INSTRUCTIONS FOR THE TASK
Transcribe exactly the lines that fall between the one holding "seats drive everything" and the one holding "dealer. The last", inclusive, from the entries below.

Saved entries
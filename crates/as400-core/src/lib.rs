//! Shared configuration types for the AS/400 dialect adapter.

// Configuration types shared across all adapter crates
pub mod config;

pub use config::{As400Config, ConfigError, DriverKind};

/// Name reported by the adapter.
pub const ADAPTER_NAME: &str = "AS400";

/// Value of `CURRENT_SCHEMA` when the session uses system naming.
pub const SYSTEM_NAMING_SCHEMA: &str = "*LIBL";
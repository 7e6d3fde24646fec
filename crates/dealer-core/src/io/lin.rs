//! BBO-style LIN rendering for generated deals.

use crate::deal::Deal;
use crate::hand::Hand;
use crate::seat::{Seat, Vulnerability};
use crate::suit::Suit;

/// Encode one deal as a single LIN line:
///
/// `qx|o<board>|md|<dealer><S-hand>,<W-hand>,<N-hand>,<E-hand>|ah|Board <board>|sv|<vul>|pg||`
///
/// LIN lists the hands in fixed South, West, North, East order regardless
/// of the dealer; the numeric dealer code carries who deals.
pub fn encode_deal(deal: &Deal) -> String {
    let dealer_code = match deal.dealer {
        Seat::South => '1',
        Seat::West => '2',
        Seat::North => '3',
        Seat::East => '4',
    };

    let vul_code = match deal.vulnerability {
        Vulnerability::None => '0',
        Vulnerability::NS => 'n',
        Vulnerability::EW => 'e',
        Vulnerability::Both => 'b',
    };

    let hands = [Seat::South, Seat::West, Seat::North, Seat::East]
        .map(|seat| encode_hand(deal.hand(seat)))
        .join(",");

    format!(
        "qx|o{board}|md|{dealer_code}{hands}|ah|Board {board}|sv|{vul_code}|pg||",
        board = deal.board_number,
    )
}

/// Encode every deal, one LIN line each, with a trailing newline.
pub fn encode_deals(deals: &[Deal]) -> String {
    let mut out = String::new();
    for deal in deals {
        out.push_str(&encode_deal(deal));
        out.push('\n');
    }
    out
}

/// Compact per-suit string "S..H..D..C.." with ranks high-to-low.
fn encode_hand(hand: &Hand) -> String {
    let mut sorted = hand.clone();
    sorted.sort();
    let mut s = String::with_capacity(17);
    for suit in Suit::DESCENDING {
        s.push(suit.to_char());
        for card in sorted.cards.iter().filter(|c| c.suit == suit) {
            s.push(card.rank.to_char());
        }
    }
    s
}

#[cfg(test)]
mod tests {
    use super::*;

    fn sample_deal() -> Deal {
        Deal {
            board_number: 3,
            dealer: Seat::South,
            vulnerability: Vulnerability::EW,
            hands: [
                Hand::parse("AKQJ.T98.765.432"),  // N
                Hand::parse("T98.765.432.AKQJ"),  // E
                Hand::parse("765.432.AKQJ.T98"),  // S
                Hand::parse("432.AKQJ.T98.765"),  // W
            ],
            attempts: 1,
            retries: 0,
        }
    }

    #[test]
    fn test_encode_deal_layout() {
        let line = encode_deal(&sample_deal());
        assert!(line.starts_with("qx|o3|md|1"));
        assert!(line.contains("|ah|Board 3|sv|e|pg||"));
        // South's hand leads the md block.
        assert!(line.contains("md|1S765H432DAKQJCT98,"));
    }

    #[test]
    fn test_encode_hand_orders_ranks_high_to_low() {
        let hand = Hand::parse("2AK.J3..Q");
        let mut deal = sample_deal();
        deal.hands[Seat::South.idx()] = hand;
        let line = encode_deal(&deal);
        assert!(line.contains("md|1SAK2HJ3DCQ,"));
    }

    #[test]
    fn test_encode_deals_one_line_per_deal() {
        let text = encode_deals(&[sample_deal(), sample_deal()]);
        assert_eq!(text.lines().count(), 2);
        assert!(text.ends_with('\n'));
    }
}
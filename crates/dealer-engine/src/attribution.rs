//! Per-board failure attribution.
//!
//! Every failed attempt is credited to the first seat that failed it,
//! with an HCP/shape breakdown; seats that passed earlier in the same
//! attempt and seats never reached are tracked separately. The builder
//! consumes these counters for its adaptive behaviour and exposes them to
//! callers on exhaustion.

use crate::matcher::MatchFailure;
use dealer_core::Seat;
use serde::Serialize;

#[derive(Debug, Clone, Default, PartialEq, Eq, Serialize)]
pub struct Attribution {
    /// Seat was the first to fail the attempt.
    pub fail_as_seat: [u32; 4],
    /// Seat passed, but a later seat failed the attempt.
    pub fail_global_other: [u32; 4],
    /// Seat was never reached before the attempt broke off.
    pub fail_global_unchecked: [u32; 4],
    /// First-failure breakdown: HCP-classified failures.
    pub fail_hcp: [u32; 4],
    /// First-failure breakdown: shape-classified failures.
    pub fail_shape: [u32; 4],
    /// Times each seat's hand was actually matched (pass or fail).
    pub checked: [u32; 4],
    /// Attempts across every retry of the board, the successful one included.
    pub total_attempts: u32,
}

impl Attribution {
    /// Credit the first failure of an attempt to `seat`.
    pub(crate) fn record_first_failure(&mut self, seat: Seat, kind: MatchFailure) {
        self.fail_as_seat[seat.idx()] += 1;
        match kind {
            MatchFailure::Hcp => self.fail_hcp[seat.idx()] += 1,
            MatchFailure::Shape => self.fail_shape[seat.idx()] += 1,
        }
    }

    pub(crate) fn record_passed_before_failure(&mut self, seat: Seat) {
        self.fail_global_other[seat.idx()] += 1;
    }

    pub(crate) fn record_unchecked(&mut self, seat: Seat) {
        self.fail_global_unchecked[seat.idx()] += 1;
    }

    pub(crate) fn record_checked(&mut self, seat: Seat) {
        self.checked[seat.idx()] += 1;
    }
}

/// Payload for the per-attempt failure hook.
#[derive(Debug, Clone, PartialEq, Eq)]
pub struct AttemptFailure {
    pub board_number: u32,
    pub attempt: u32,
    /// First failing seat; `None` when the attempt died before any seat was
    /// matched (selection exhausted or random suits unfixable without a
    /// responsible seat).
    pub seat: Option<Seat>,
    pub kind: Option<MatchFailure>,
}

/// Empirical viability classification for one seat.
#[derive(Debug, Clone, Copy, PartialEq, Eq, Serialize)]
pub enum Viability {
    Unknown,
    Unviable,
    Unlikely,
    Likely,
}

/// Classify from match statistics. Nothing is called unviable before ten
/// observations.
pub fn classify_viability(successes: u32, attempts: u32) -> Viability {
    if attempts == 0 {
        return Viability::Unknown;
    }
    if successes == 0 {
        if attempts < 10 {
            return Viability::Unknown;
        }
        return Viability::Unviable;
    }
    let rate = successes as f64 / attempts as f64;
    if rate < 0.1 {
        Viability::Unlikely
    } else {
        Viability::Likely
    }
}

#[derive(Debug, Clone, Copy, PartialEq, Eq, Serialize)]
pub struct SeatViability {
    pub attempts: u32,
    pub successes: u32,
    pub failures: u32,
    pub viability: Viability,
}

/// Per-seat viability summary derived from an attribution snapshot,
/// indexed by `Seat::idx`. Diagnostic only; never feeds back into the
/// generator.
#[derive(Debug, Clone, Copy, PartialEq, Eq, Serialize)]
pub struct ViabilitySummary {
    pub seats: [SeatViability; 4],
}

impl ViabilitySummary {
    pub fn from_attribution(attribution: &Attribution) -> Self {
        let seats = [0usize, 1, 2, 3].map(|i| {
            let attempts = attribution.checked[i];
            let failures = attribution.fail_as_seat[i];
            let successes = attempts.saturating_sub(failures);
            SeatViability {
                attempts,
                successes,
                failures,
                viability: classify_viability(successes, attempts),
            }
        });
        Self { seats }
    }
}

* * *

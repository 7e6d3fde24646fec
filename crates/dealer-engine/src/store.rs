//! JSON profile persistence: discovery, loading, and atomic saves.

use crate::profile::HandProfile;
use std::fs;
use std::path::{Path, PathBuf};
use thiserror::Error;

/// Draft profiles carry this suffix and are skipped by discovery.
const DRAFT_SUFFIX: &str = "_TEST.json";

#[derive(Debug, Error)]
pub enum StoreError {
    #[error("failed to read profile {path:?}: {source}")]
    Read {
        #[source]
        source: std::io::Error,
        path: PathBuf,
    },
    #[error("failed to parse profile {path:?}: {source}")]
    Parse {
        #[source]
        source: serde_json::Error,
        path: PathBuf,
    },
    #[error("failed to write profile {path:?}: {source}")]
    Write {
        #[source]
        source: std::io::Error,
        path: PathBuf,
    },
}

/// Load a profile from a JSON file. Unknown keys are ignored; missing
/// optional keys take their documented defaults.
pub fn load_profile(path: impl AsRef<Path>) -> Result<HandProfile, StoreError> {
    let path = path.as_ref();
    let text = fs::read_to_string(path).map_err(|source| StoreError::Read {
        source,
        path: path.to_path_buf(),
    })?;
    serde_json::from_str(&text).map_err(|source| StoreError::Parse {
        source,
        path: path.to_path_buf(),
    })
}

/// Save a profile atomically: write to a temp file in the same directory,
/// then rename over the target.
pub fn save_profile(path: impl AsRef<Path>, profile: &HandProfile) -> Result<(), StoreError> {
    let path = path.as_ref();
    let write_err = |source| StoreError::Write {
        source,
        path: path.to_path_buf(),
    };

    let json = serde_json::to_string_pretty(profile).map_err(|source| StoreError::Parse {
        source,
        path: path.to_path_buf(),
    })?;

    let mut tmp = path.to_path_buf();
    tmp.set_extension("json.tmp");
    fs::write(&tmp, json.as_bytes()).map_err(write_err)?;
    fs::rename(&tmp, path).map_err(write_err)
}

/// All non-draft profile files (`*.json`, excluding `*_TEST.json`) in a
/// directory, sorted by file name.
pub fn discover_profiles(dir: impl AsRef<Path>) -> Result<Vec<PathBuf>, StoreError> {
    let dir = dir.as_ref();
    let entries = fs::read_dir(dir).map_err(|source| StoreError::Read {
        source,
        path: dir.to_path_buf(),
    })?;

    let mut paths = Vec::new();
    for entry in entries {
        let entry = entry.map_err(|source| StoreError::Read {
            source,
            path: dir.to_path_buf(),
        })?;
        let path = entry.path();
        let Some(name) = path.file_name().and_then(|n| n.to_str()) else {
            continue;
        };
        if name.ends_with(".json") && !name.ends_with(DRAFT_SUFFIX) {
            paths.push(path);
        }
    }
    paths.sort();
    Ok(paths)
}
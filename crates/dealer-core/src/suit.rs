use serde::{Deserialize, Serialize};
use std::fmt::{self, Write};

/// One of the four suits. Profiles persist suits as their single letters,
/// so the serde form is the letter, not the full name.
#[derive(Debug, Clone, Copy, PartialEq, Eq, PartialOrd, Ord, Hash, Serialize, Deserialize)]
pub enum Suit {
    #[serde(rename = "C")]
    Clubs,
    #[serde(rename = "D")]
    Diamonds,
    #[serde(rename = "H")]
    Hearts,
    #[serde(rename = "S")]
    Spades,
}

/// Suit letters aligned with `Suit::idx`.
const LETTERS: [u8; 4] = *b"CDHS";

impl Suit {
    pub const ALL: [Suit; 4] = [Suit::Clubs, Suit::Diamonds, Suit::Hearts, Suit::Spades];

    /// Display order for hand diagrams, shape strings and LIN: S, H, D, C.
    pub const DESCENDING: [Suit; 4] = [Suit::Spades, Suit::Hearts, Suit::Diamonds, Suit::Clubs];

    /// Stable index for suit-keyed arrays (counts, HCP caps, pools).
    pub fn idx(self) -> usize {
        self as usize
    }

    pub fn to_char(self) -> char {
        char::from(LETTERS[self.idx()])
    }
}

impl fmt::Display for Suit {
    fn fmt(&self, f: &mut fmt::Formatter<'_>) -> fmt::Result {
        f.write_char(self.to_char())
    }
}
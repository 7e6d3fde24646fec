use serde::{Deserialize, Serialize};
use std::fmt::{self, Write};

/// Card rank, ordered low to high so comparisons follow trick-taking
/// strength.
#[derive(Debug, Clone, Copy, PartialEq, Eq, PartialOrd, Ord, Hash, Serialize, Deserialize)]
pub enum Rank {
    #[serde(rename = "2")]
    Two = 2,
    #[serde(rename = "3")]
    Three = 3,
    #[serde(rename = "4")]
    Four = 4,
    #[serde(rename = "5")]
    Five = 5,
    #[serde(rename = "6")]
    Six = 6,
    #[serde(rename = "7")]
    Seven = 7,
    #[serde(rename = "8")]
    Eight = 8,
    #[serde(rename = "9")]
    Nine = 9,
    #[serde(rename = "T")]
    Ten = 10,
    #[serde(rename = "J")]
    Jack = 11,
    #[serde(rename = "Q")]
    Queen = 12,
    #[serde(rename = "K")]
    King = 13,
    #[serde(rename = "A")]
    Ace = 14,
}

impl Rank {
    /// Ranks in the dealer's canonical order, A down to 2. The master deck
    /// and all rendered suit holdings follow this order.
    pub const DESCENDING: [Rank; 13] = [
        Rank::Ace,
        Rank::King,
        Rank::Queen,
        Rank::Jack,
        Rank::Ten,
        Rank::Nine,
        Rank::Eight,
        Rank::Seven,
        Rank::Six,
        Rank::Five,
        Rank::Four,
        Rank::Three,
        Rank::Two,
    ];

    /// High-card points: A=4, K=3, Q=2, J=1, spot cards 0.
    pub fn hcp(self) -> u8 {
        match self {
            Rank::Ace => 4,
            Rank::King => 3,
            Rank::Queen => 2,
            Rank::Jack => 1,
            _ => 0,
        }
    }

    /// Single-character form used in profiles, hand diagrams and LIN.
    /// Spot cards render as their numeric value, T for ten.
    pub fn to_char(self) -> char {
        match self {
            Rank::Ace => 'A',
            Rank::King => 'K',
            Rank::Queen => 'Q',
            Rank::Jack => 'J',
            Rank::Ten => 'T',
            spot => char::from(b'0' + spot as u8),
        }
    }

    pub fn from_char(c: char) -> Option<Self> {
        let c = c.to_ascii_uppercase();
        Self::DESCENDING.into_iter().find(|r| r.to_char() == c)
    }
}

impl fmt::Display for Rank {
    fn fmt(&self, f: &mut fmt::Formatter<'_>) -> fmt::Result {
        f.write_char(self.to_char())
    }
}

==

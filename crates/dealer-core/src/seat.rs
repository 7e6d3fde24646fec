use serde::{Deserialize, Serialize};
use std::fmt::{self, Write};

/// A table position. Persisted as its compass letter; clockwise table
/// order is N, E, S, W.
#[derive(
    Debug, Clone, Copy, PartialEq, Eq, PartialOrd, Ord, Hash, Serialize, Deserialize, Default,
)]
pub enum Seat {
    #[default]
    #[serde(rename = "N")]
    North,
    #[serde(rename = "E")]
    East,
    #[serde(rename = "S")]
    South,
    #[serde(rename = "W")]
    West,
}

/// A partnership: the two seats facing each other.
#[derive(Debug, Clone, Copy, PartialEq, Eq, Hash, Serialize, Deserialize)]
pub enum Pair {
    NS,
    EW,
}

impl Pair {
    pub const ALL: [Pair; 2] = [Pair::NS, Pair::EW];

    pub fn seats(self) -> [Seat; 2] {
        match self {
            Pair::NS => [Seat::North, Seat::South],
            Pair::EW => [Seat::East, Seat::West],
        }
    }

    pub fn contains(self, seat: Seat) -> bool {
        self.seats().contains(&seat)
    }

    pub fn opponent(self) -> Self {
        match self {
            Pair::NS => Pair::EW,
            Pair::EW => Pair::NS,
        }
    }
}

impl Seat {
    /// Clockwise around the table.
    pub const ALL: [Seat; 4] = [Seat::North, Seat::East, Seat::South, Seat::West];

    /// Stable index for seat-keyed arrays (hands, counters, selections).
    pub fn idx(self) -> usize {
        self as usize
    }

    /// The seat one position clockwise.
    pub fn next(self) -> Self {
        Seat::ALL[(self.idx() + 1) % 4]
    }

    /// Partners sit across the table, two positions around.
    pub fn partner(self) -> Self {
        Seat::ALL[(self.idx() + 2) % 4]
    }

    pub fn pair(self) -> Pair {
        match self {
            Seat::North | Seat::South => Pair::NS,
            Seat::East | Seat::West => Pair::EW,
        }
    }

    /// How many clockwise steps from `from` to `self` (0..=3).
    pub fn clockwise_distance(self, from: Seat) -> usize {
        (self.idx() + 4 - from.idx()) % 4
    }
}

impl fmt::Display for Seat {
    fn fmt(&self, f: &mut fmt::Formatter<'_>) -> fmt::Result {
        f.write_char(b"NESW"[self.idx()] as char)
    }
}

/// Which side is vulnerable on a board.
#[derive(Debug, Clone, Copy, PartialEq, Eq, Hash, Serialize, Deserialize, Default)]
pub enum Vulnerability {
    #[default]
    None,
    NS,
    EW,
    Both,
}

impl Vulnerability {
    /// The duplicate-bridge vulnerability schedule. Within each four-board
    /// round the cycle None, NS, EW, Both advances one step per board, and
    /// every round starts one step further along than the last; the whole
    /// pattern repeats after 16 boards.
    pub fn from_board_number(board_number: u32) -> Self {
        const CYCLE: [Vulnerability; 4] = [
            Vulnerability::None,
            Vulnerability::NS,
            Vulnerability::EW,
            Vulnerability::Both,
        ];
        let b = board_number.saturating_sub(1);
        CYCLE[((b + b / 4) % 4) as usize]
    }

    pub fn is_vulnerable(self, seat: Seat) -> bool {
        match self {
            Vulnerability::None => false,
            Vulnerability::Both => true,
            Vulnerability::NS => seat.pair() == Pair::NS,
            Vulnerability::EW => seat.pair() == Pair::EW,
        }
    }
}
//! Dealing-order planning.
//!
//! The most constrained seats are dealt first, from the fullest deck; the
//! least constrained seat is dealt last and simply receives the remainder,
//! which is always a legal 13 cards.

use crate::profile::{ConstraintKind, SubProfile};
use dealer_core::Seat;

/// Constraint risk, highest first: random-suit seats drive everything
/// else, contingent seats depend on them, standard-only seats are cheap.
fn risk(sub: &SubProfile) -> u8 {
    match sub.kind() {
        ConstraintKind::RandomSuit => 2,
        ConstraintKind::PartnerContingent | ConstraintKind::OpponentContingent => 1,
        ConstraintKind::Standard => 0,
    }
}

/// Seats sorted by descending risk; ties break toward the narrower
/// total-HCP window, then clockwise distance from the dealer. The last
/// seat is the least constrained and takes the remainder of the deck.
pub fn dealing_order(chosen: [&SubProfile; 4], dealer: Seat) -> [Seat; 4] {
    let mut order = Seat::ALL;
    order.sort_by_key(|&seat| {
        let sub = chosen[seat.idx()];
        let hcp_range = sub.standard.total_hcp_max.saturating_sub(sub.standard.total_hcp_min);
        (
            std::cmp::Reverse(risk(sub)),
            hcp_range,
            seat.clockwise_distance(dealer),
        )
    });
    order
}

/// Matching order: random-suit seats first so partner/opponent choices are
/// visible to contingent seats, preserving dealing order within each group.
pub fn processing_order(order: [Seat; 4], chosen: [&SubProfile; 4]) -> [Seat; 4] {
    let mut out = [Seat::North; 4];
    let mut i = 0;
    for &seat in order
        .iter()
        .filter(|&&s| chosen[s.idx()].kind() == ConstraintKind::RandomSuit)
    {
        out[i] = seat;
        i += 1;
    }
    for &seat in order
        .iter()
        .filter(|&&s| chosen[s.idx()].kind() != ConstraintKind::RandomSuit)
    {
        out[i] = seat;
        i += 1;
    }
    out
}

EXERCISE RESPONSE
/// Constraint risk, highest first: random-suit seats drive everything
/// else, contingent seats depend on them, standard-only seats are cheap.
fn risk(sub: &SubProfile) -> u8 {
    match sub.kind() {
        ConstraintKind::RandomSuit => 2,
        ConstraintKind::PartnerContingent | ConstraintKind::OpponentContingent => 1,
        ConstraintKind::Standard => 0,
    }
}

/// Seats sorted by descending risk; ties break toward the narrower
/// total-HCP window, then clockwise distance from the dealer. The last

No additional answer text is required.